Jennifer Darmon rests her hands on her fiance's shoulders, looks into his eyes and takes a step. The dance is clumsy at first, but it gets better.
With no sensation from her hips down, it's amazing Jennifer is on her feet at all. That she will walk down the aisle April 16 and share a first dance with her bridegroom is miraculous. Jennifer, 28, suffered a catastrophic spinal injury in a 2008 car crash. A vertebra broken and the nerves to her spinal cord shredded, she was told by a surgeon in London, Ont., she would never walk again.
But thanks to a will of steel and leg braces of titanium, she now spends hours on her feet and out of her wheelchair.
Jennifer and fiance Mike Belawetz, 24, practised their wedding dance last week at the Detroit Medical Centre's Rehabilitation Institute of Michigan (RIM). Jennifer has been going to RIM three times a week for two years.
She started with the goal of getting stronger and more independent, but after Mike proposed in June, she set her sights on walking down the aisle."I wasn't going to let this wheelchair stop me," she said. "I always saw myself doing everything the traditional way.
"When Jennifer worried it would be impossible for her to walk down the aisle without bars on each side of her, Mike suggested a plan. "Why can't you just walk with people?" So on her wedding day, her father Alan will take one arm, and her younger brother, Kevin, will take the other.

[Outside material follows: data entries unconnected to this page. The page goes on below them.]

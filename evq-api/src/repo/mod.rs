//! Storage ports consumed by the submission flow.
//!
//! The orchestrator only sees these traits; the SQLite implementations
//! live in [`sqlite`]. Tests substitute recording fakes.

pub mod sqlite;

use evq_common::db::models::{AnswerRecord, Event, Question, Submission, Tier};
use evq_common::Result;

pub use sqlite::{SqliteCatalog, SqliteEventStore, SqliteSubmissionStore};

/// Event store port. Events are owned elsewhere; this flow reads one and
/// updates its tier.
#[async_trait::async_trait]
pub trait EventStore: Send + Sync {
    /// Load an event by identifier. `None` when it does not exist.
    async fn load(&self, event_id: &str) -> Result<Option<Event>>;

    /// Point the event at its resolved classification tier.
    async fn set_tier(&self, event_id: &str, tier_id: &str) -> Result<()>;
}

/// Question catalog port. Read-only, admin-configured.
#[async_trait::async_trait]
pub trait QuestionCatalog: Send + Sync {
    /// All configured questions in catalog order. The order fixes the
    /// ordering of validation errors and persisted answer records.
    async fn list_questions(&self) -> Result<Vec<Question>>;
}

/// Tier catalog port. Read-only, admin-configured.
#[async_trait::async_trait]
pub trait TierCatalog: Send + Sync {
    /// All configured tiers. Callers sort by weight themselves.
    async fn list_tiers(&self) -> Result<Vec<Tier>>;
}

/// Fields for one answer record, written once per question per submission.
#[derive(Debug, Clone)]
pub struct NewAnswer {
    /// `qn_<event>__<question_id>`
    pub name: String,
    /// The question label the response was given under
    pub question: String,
    pub response: bool,
}

/// Fields for the aggregate record created once per submission.
#[derive(Debug, Clone)]
pub struct NewSubmission {
    /// `qn_<event>`
    pub name: String,
    /// Answer record guids in catalog order
    pub answer_ids: Vec<String>,
    pub tier: String,
}

/// Submission store port. Each create is an independent write; there is no
/// cross-call transaction, so callers must report partial completion.
#[async_trait::async_trait]
pub trait SubmissionStore: Send + Sync {
    /// Persist one answer record, returning its generated guid.
    async fn create_answer(&self, answer: &NewAnswer) -> Result<String>;

    /// Persist the submission aggregate, returning its generated guid.
    async fn create_submission(&self, submission: &NewSubmission) -> Result<String>;

    /// Load every aggregate recorded for an event, oldest first. Events
    /// accumulate one aggregate per submission; none is ever rewritten.
    async fn submissions_for_event(&self, event_id: &str) -> Result<Vec<Submission>>;

    /// Load one answer record by guid. `None` when it does not exist.
    async fn load_answer(&self, guid: &str) -> Result<Option<AnswerRecord>>;
}
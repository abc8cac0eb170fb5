//! Integration tests for the questionnaire submission endpoint
//!
//! Exercises the full stack: router, handler, submission service, and the
//! SQLite-backed stores, against a temp-file database.

use axum::{
    body::Body,
    http::{Request, StatusCode},
};
use evq_api::questionnaire::SubmissionService;
use evq_api::repo::{SqliteCatalog, SqliteEventStore, SqliteSubmissionStore, SubmissionStore};
use evq_api::{build_router, AppState};
use evq_common::config::CatalogFile;
use evq_common::db::{apply_catalog, init_database};
use serde_json::{json, Value};
use sqlx::SqlitePool;
use std::sync::Arc;
use tempfile::TempDir;
use tower::util::ServiceExt; // for `oneshot` method

const Q_CROWD_LABEL: &str = "Expecting over 500 attendees?";
const Q_SOUND_LABEL: &str = "Will amplified sound be used?";

/// Test helper: temp database with a two-tier, two-question catalog and
/// one registered event.
async fn setup_test_db() -> (TempDir, SqlitePool) {
    let dir = TempDir::new().expect("Should create temp dir");
    let pool = init_database(&dir.path().join("evq.db"))
        .await
        .expect("Should initialize database");

    let catalog: CatalogFile = toml::from_str(&format!(
        r#"
        [[tiers]]
        id = "class_one"
        weight = 0

        [[tiers]]
        id = "class_two"
        weight = 10

        [[questions]]
        id = "q_crowd"
        label = "{}"
        tier = "class_one"

        [[questions]]
        id = "q_sound"
        label = "{}"
        tier = "class_two"
        "#,
        Q_CROWD_LABEL, Q_SOUND_LABEL
    ))
    .expect("Should parse catalog");
    apply_catalog(&pool, &catalog).await.expect("Should apply catalog");

    sqlx::query("INSERT INTO events (guid, name, tier, created_at) VALUES (?, ?, NULL, ?)")
        .bind("ev-1")
        .bind("Street Parade")
        .bind(chrono::Utc::now().to_rfc3339())
        .execute(&pool)
        .await
        .expect("Should insert event");

    (dir, pool)
}

/// Test helper: build the app router over the real SQLite stores
fn setup_app(pool: SqlitePool) -> axum::Router {
    let events = Arc::new(SqliteEventStore::new(pool.clone()));
    let catalog = Arc::new(SqliteCatalog::new(pool.clone()));
    let store = Arc::new(SqliteSubmissionStore::new(pool));
    let service = Arc::new(SubmissionService::new(events, catalog.clone(), catalog, store));
    build_router(AppState::new(service))
}

/// Test helper: POST a JSON body
fn post_json(uri: &str, body: &Value) -> Request<Body> {
    Request::builder()
        .method("POST")
        .uri(uri)
        .header("content-type", "application/json")
        .body(Body::from(serde_json::to_vec(body).unwrap()))
        .unwrap()
}

/// Test helper: extract JSON body from response
async fn extract_json(body: Body) -> Value {
    let bytes = axum::body::to_bytes(body, usize::MAX)
        .await
        .expect("Should read body");
    serde_json::from_slice(&bytes).expect("Should parse JSON")
}

fn payload(crowd: Value, sound: Value) -> Value {
    json!({
        "q_crowd": { (Q_CROWD_LABEL): crowd },
        "q_sound": { (Q_SOUND_LABEL): sound },
    })
}

async fn event_tier(pool: &SqlitePool) -> Option<String> {
    sqlx::query_scalar("SELECT tier FROM events WHERE guid = 'ev-1'")
        .fetch_one(pool)
        .await
        .unwrap()
}

// =============================================================================
// Health Endpoint
// =============================================================================

#[tokio::test]
async fn test_health_endpoint() {
    let (_dir, pool) = setup_test_db().await;
    let app = setup_app(pool);

    let request = Request::builder()
        .method("GET")
        .uri("/health")
        .body(Body::empty())
        .unwrap();
    let response = app.oneshot(request).await.unwrap();

    assert_eq!(response.status(), StatusCode::OK);

    let body = extract_json(response.into_body()).await;
    assert_eq!(body["status"], "ok");
    assert_eq!(body["module"], "evq-api");
    assert!(body["version"].is_string());
}

// =============================================================================
// Event Resolution
// =============================================================================

#[tokio::test]
async fn test_unknown_event_returns_404_with_no_writes() {
    let (_dir, pool) = setup_test_db().await;
    let app = setup_app(pool.clone());

    let request = post_json(
        "/event/ev-nope/questionnaire/submit",
        &payload(json!(true), json!(true)),
    );
    let response = app.oneshot(request).await.unwrap();

    assert_eq!(response.status(), StatusCode::NOT_FOUND);

    let body = extract_json(response.into_body()).await;
    assert_eq!(body, json!(["Event ev-nope does not exist!"]));

    let answers: i64 = sqlx::query_scalar("SELECT COUNT(*) FROM answers")
        .fetch_one(&pool)
        .await
        .unwrap();
    assert_eq!(answers, 0);
}

// =============================================================================
// Classification
// =============================================================================

#[tokio::test]
async fn test_flagged_higher_weight_tier_resolves() {
    let (_dir, pool) = setup_test_db().await;
    let app = setup_app(pool.clone());

    // Only the class_two question answered true
    let request = post_json(
        "/event/ev-1/questionnaire/submit",
        &payload(json!(false), json!(true)),
    );
    let response = app.oneshot(request).await.unwrap();

    assert_eq!(response.status(), StatusCode::OK);

    let body = extract_json(response.into_body()).await;
    assert_eq!(body, json!({ "Questionnaire successfully submitted.": 1 }));

    assert_eq!(event_tier(&pool).await.as_deref(), Some("class_two"));
}

#[tokio::test]
async fn test_all_false_resolves_to_default_tier() {
    let (_dir, pool) = setup_test_db().await;
    let app = setup_app(pool.clone());

    let request = post_json(
        "/event/ev-1/questionnaire/submit",
        &payload(json!(false), json!(false)),
    );
    let response = app.oneshot(request).await.unwrap();

    assert_eq!(response.status(), StatusCode::OK);

    // Default = last tier in ascending weight order
    assert_eq!(event_tier(&pool).await.as_deref(), Some("class_two"));
}

#[tokio::test]
async fn test_lowest_weight_flagged_tier_wins() {
    let (_dir, pool) = setup_test_db().await;
    let app = setup_app(pool.clone());

    let request = post_json(
        "/event/ev-1/questionnaire/submit",
        &payload(json!(true), json!(true)),
    );
    let response = app.oneshot(request).await.unwrap();

    assert_eq!(response.status(), StatusCode::OK);
    assert_eq!(event_tier(&pool).await.as_deref(), Some("class_one"));
}

// =============================================================================
// Validation Failures
// =============================================================================

#[tokio::test]
async fn test_missing_question_returns_400_with_no_writes() {
    let (_dir, pool) = setup_test_db().await;
    let app = setup_app(pool.clone());

    let request = post_json(
        "/event/ev-1/questionnaire/submit",
        &json!({ "q_crowd": { (Q_CROWD_LABEL): true } }),
    );
    let response = app.oneshot(request).await.unwrap();

    assert_eq!(response.status(), StatusCode::BAD_REQUEST);

    let body = extract_json(response.into_body()).await;
    assert_eq!(
        body,
        json!([
            { "Invalid questionnaire submission": "Missing q_sound." },
            { "Invalid questionnaire submission":
                format!("Expected q_sound to have an object keyed with '{}'.", Q_SOUND_LABEL) },
        ])
    );

    let answers: i64 = sqlx::query_scalar("SELECT COUNT(*) FROM answers")
        .fetch_one(&pool)
        .await
        .unwrap();
    assert_eq!(answers, 0);
    let submissions: i64 = sqlx::query_scalar("SELECT COUNT(*) FROM submissions")
        .fetch_one(&pool)
        .await
        .unwrap();
    assert_eq!(submissions, 0);
    assert_eq!(event_tier(&pool).await, None);
}

#[tokio::test]
async fn test_non_boolean_answer_returns_400() {
    let (_dir, pool) = setup_test_db().await;
    let app = setup_app(pool);

    let request = post_json(
        "/event/ev-1/questionnaire/submit",
        &payload(json!("true"), json!(false)),
    );
    let response = app.oneshot(request).await.unwrap();

    assert_eq!(response.status(), StatusCode::BAD_REQUEST);

    let body = extract_json(response.into_body()).await;
    assert_eq!(
        body,
        json!([
            { "Invalid questionnaire submission":
                format!("Expected q_crowd : {} to map to a boolean.", Q_CROWD_LABEL) },
        ])
    );
}

#[tokio::test]
async fn test_non_object_body_returns_400() {
    let (_dir, pool) = setup_test_db().await;
    let app = setup_app(pool);

    let request = post_json("/event/ev-1/questionnaire/submit", &json!([1, 2]));
    let response = app.oneshot(request).await.unwrap();

    assert_eq!(response.status(), StatusCode::BAD_REQUEST);

    let body = extract_json(response.into_body()).await;
    assert_eq!(
        body,
        json!([
            { "Invalid questionnaire submission": "Expected the request body to be a JSON object." },
        ])
    );
}

// =============================================================================
// Persisted Records
// =============================================================================

#[tokio::test]
async fn test_submission_references_exactly_its_answer_records() {
    let (_dir, pool) = setup_test_db().await;
    let app = setup_app(pool.clone());

    let request = post_json(
        "/event/ev-1/questionnaire/submit",
        &payload(json!(true), json!(false)),
    );
    let response = app.oneshot(request).await.unwrap();
    assert_eq!(response.status(), StatusCode::OK);

    let store = SqliteSubmissionStore::new(pool.clone());
    let submissions = store.submissions_for_event("ev-1").await.unwrap();
    assert_eq!(submissions.len(), 1);

    let submission = &submissions[0];
    assert_eq!(submission.name, "qn_ev-1");
    assert_eq!(submission.tier, "class_one");
    assert_eq!(submission.answer_ids.len(), 2);

    // Every referenced answer record exists, in catalog order, with the
    // responses that were submitted
    let mut answers = Vec::new();
    for guid in &submission.answer_ids {
        let answer = store
            .load_answer(guid)
            .await
            .unwrap()
            .expect("referenced answer record exists");
        answers.push((answer.name, answer.response));
    }
    assert_eq!(
        answers,
        vec![
            ("qn_ev-1__q_crowd".to_string(), true),
            ("qn_ev-1__q_sound".to_string(), false),
        ]
    );

    // And they are exactly the records created: one per configured question
    let total_answers: i64 = sqlx::query_scalar("SELECT COUNT(*) FROM answers")
        .fetch_one(&pool)
        .await
        .unwrap();
    assert_eq!(total_answers, 2);
}

#[tokio::test]
async fn test_resubmission_creates_a_second_aggregate() {
    let (_dir, pool) = setup_test_db().await;
    let app = setup_app(pool.clone());

    let first = post_json(
        "/event/ev-1/questionnaire/submit",
        &payload(json!(true), json!(false)),
    );
    assert_eq!(app.clone().oneshot(first).await.unwrap().status(), StatusCode::OK);

    let second = post_json(
        "/event/ev-1/questionnaire/submit",
        &payload(json!(false), json!(false)),
    );
    assert_eq!(app.oneshot(second).await.unwrap().status(), StatusCode::OK);

    let store = SqliteSubmissionStore::new(pool.clone());
    let submissions = store.submissions_for_event("ev-1").await.unwrap();
    assert_eq!(submissions.len(), 2);
    assert!(submissions.iter().all(|s| s.answer_ids.len() == 2));

    let answers: i64 = sqlx::query_scalar("SELECT COUNT(*) FROM answers")
        .fetch_one(&pool)
        .await
        .unwrap();
    assert_eq!(answers, 4);

    // The event tier reflects the latest submission
    assert_eq!(event_tier(&pool).await.as_deref(), Some("class_two"));
}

With the walk down the aisle perfected, Jennifer and trainer Liz Richmond tackled the wedding dance.
They recently showed Mike their technique, then let him try, first between the parallel bars for safety, then out on the open floor, dancing in a slow circle. "Turn left," Jennifer tells Mike. "Like NASCAR."
Mike is flummoxed at first. He presses both hands into Jennifer's hips so she doesn't lose her balance.
Mike has done his share of positive thinking for Jennifer, she says, especially after the July 27, 2008, crash. She had two operations in two days. Then came the news she would be paralyzed forever. She spent three weeks in hospital, one in intensive care. She was then moved to another hospital for two months of rehab.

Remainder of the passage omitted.